Saturday Studio: Square Up

Naomi Vanderleest, Education Assistant

The National: Best Contemporary Photography 2022 is a hybrid invitational and juried photography competition currently on exhibit at FWMoA. Typically held every other year, the events of COVID-19 delayed its return until now, making its return even more special! The featured artists exploration and command of the photographic medium, coming out the other side of lockdown, makes us question our definition of photography and inspiring us to think outside the traditional rectangular photo.

Eric Kunsman (American, b. 1975). Unknown Number- Point Reyes National Seashore, CA, from the Life-Lines Throughout the US series. Archival pigment print on paper, 2020. Loan from the Artist.

What is special about this image, above, by Eric Kunsman? To some it may be the payphone, a relic of technology many of us have never used! I selected this image not because of its subject matter, however, but how it is shaped. This image is a square, and most photographs are rectangular. Why is that? Traditionally, photographs are rectangular because the shape creates a more pleasing image, often because it can follow the rule of thirds. A square photograph doesn’t follow those rules, it only follows one: balance.

Balance is a principle of art applied to an image that is visually stable, though not necessarily symmetrical. How do your eyes move when looking at this photograph? After I notice the payphone, my eyes move in a circle around it. The artist carefully placed this payphone close to the middle to guide us around the image and provide a balanced focal point. 

With fall arriving comes photographing the changing leaves, pumpkin patches, and so much more. So, today we’re going to explore a new way to take photos. I’m going to crop my photographs into squares by looking for a central focal point (a noticeable object in the middle) to guide me. All you will need is:

  • A phone camera
  • And imagination!

The biggest challenge you will have today is imagining your photograph as a square. Phone screens aren’t square, so when you take the image it will be a rectangle. Look for objects that can fill your photograph and take as many pictures as you like. Play around with how close and far you are from the central focal point. Once you have found some square worthy pictures, let’s crop them! This is a picture I took with my phone camera:

In your phone camera settings, under edit, look for numbers that say 3:4, this stands for the ratio of the picture. The ratio explains how the dimensions are relative to each other; when you print these photographs out, it will look like a rectangle in 3:4 ratio.

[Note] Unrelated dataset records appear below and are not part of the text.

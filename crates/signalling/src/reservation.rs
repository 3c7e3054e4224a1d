//! The per-segment claim and release API.
//!
//! Every claim is a single atomic test-and-set on one tile; a multi-tile
//! reservation is built by claiming segment after segment, and a caller that
//! fails halfway must release what it already holds. Release is
//! unconditional and idempotent. Platform cells are the one exception:
//! trains occupy a platform whole, so platforms are claimed and released as
//! one unit.

use crate::map::{RailKind, RailMap, RailPos, TileId};
use crate::notify::ReservationEffects;
use crate::track::{DiagDirection, Track};
use crate::trains::TrainRegistry;

/// Try to claim `track` on `tile`. Returns true iff the track was free and
/// does not cross an already reserved track.
///
/// Panics when the tile does not physically carry `track`: a caller asking
/// for that has desynchronized from the map.
pub fn try_reserve_track(
    map: &mut RailMap,
    tile: TileId,
    track: Track,
    trigger_stations: bool,
    fx: &mut dyn ReservationEffects,
) -> bool {
    assert!(
        map.trackbits(tile).contains(track.bit()),
        "reserving {track:?} on {tile:?} which does not carry it"
    );

    // Viewers drawing reservations may need a redraw whether or not the
    // claim sticks.
    fx.reservation_changed(tile);

    let Some(cell) = map.cell_mut(tile) else {
        unreachable!("tile with trackbits has a cell");
    };
    if !cell.kind.try_reserve(track) {
        return false;
    }

    match &cell.kind {
        RailKind::Plain { .. } | RailKind::WormholeHead { .. } => {}
        // The claim just dropped the gates.
        RailKind::Crossing { .. } => fx.tile_changed(tile),
        // Some depot graphics depend on the claim.
        RailKind::Depot { .. } => fx.tile_changed(tile),
        RailKind::Station { waypoint, .. } => {
            fx.tile_changed(tile);
            if trigger_stations && !*waypoint {
                fx.station_reserved(tile);
            }
        }
    }
    true
}

/// Release any claim on `track` at `tile`. Releasing a free track is a
/// no-op; this never fails.
pub fn unreserve_track(
    map: &mut RailMap,
    trains: &TrainRegistry,
    tile: TileId,
    track: Track,
    fx: &mut dyn ReservationEffects,
) {
    assert!(
        map.trackbits(tile).contains(track.bit()),
        "releasing {track:?} on {tile:?} which does not carry it"
    );

    fx.reservation_changed(tile);

    let Some(cell) = map.cell_mut(tile) else {
        unreachable!("tile with trackbits has a cell");
    };
    cell.kind.unreserve(track);

    match &cell.kind {
        RailKind::Plain { .. } | RailKind::WormholeHead { .. } => return,
        // The gates may lift now, unless a train still sits on the rail.
        RailKind::Crossing { .. } => {}
        RailKind::Depot { .. } | RailKind::Station { .. } => {
            fx.tile_changed(tile);
            return;
        }
    }
    update_level_crossing(map, trains, tile, fx);
}

/// Re-derive a crossing's gate state: closed while the rail is reserved or
/// a train physically occupies the cell.
pub fn update_level_crossing(
    map: &mut RailMap,
    trains: &TrainRegistry,
    tile: TileId,
    fx: &mut dyn ReservationEffects,
) {
    let occupied = trains.any_unit_on_tile(tile);
    if let Some(cell) = map.cell_mut(tile) {
        if let RailKind::Crossing {
            reserved, barred, ..
        } = &mut cell.kind
        {
            let should_bar = *reserved || occupied;
            if *barred != should_bar {
                *barred = should_bar;
                fx.tile_changed(tile);
            }
        }
    }
}

/// Set the reservation of the whole platform starting at `start` towards
/// `dir` to `value`, stopping at the first cell that belongs to a different
/// platform.
///
/// Panics unless `start` is a station cell aligned with `dir`.
pub fn set_platform_reservation(
    map: &mut RailMap,
    start: TileId,
    dir: DiagDirection,
    value: bool,
    fx: &mut dyn ReservationEffects,
) {
    let Some(RailKind::Station { axis, .. }) = map.cell(start).map(|c| &c.kind) else {
        panic!("platform reservation outside a station at {start:?}");
    };
    assert_eq!(*axis, dir.axis(), "platform walked across its axis");

    let mut tile = start;
    loop {
        if let Some(cell) = map.cell_mut(tile) {
            if let RailKind::Station { reserved, .. } = &mut cell.kind {
                *reserved = value;
            }
        }
        fx.tile_changed(tile);
        match map.step(tile, dir) {
            Some(next) if map.compatible_station(next, start) => tile = next,
            _ => break,
        }
    }
}

/// `set_platform_reservation` addressed by a position instead of a tile and
/// direction. The position must not be inside a wormhole.
pub fn set_platform_reservation_from(
    map: &mut RailMap,
    pos: &RailPos,
    value: bool,
    fx: &mut dyn ReservationEffects,
) {
    let RailPos::Tile { tile, td } = pos else {
        panic!("platform reservation from inside a wormhole");
    };
    set_platform_reservation(map, *tile, td.exitdir(), value, fx);
}

// =============================================================================
// Tests
// =============================================================================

You might see other numbers listed under 3:4. We want a ratio of 1:1, or square; this will crop your photo to square.

When cropping, remember that you can also adjust the size of the square. A smaller square can give you the freedom to change the placement of objects. How has my rectangular photo changed in its square shape?

In the original photo the dark mark of the wood on the bottom of the frame is the first thing I notice; in fact, it’s almost distracting! Cropping this detail out of the photo allows the viewer to focus on the pieces of the wood, moving along the grain of the wood. Creating a square photo is a great way to save a photograph from becoming unbalanced and uninteresting. Look through your camera roll on your phone or take some new fall photos. Which ones would look better by cropping them square?